(Dataset entries)

/---

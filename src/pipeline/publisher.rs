use std::sync::Arc;
use std::time::{Instant, SystemTime};
use tokio::sync::mpsc::error::TrySendError;
use tracing::{debug, info, warn};

use super::stats::StatsCounters;
use super::telemetry::TelemetryMessage;
use super::SharedPipeline;
use crate::transport::OutboundMessage;

/// Result of one writable opportunity
#[derive(Debug, Clone, PartialEq, Eq)]
pub enum PublishOutcome {
    NotConnected,
    Telemetry(TelemetryMessage),
    Frame { bytes: usize },
    /// Nothing was due
    Idle,
    /// The viewer queue is full; retried on the next opportunity
    Backpressure,
    /// The viewer queue is gone; a close event is on its way
    Closed,
}

#[derive(Debug, Clone, Copy, PartialEq, Eq)]
enum Due {
    Telemetry,
    Frame,
}

/// Decides what to send to the viewer each time it is invoked.
///
/// Telemetry is checked first and unconditionally so a busy preview cadence
/// can never starve it. A send that cannot be queued leaves every timestamp
/// untouched.
pub struct Publisher {
    pipeline: Arc<SharedPipeline>,
}

impl Publisher {
    pub fn new(pipeline: Arc<SharedPipeline>) -> Self {
        Self { pipeline }
    }

    pub fn on_writable(&self, now: Instant) -> PublishOutcome {
        let cadence = *self.pipeline.cadence();
        let stats = self.pipeline.stats_counters();

        let decision = self.pipeline.with_state(|state| {
            state.send_pending = false;
            let generation = state.generation;
            let session = state.session.active()?;
            let counters = &session.counters;

            let due = if now.saturating_duration_since(counters.last_telemetry_sent)
                >= cadence.telemetry_interval
            {
                Some(Due::Telemetry)
            } else if state.frames.frame_available()
                && now.saturating_duration_since(counters.last_frame_sent)
                    >= cadence.frame_interval
            {
                Some(Due::Frame)
            } else {
                None
            };

            Some((session.handle.clone(), generation, due))
        });

        let Some((handle, generation, due)) = decision else {
            return PublishOutcome::NotConnected;
        };
        let Some(due) = due else {
            return PublishOutcome::Idle;
        };

        let permit = match handle.try_reserve() {
            Ok(permit) => permit,
            Err(TrySendError::Full(())) => {
                StatsCounters::incr(&stats.sends_skipped);
                debug!(session_id = handle.id(), due = ?due, "Viewer queue full, skipping send");
                return PublishOutcome::Backpressure;
            }
            Err(TrySendError::Closed(())) => {
                debug!(session_id = handle.id(), "Viewer queue closed");
                return PublishOutcome::Closed;
            }
        };

        let prepared = self.pipeline.with_state(|state| {
            if state.generation != generation {
                return None;
            }
            let session = state.session.active_mut()?;

            match due {
                Due::Telemetry => {
                    let counters = session.counters;
                    let msg = TelemetryMessage::from_counters(&counters, SystemTime::now());
                    let text = match msg.to_json() {
                        Ok(text) => text,
                        Err(e) => {
                            warn!(error = %e, "Failed to encode telemetry");
                            return None;
                        }
                    };
                    session.counters.reset_window(now);
                    Some((
                        OutboundMessage::Telemetry(text),
                        PublishOutcome::Telemetry(msg),
                        counters,
                        None,
                    ))
                }
                Due::Frame => {
                    let frame = state.frames.take_for_send()?;
                    session.counters.last_frame_sent = now;
                    Some((
                        OutboundMessage::Frame(frame.data().clone()),
                        PublishOutcome::Frame { bytes: frame.len() },
                        session.counters,
                        Some(frame.captured_at()),
                    ))
                }
            }
        });

        // the permit is released unused when the session moved on
        let Some((message, outcome, counters, captured_at)) = prepared else {
            return PublishOutcome::Idle;
        };

        permit.send(message);

        match &outcome {
            PublishOutcome::Telemetry(msg) => {
                StatsCounters::incr(&stats.telemetry_sent);
                info!(
                    session_id = handle.id(),
                    motion = msg.motion,
                    frames_analyzed = msg.frames_analyzed,
                    motion_frames = msg.motion_frames,
                    window_ms = now
                        .saturating_duration_since(counters.last_telemetry_sent)
                        .as_millis() as u64,
                    last_motion_s = counters
                        .last_motion
                        .map(|at| now.saturating_duration_since(at).as_secs()),
                    "Telemetry sent"
                );
            }
            PublishOutcome::Frame { bytes } => {
                StatsCounters::incr(&stats.frames_sent);
                let age_ms =
                    captured_at.map(|at| now.saturating_duration_since(at).as_millis() as u64);
                debug!(session_id = handle.id(), bytes, age_ms = ?age_ms, "Frame sent");
            }
            _ => {}
        }

        outcome
    }
}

\---

(What to work on) What is asked for is an exact copy of the lines above from the one containing "the next opportunity" through the one containing "let stats = self.pipeline.stats_counters();", and only those.

(Answer area)
    /// The viewer queue is full; retried on the next opportunity
    Backpressure,
    /// The viewer queue is gone; a close event is on its way
    Closed,
}

#[derive(Debug, Clone, Copy, PartialEq, Eq)]
enum Due {
    Telemetry,
    Frame,
}

/// Decides what to send to the viewer each time it is invoked.
///
/// Telemetry is checked first and unconditionally so a busy preview cadence
/// can never starve it. A send that cannot be queued leaves every timestamp
/// untouched.
pub struct Publisher {
    pipeline: Arc<SharedPipeline>,
}

impl Publisher {
    pub fn new(pipeline: Arc<SharedPipeline>) -> Self {
        Self { pipeline }
    }

    pub fn on_writable(&self, now: Instant) -> PublishOutcome {
        let cadence = *self.pipeline.cadence();
        let stats = self.pipeline.stats_counters();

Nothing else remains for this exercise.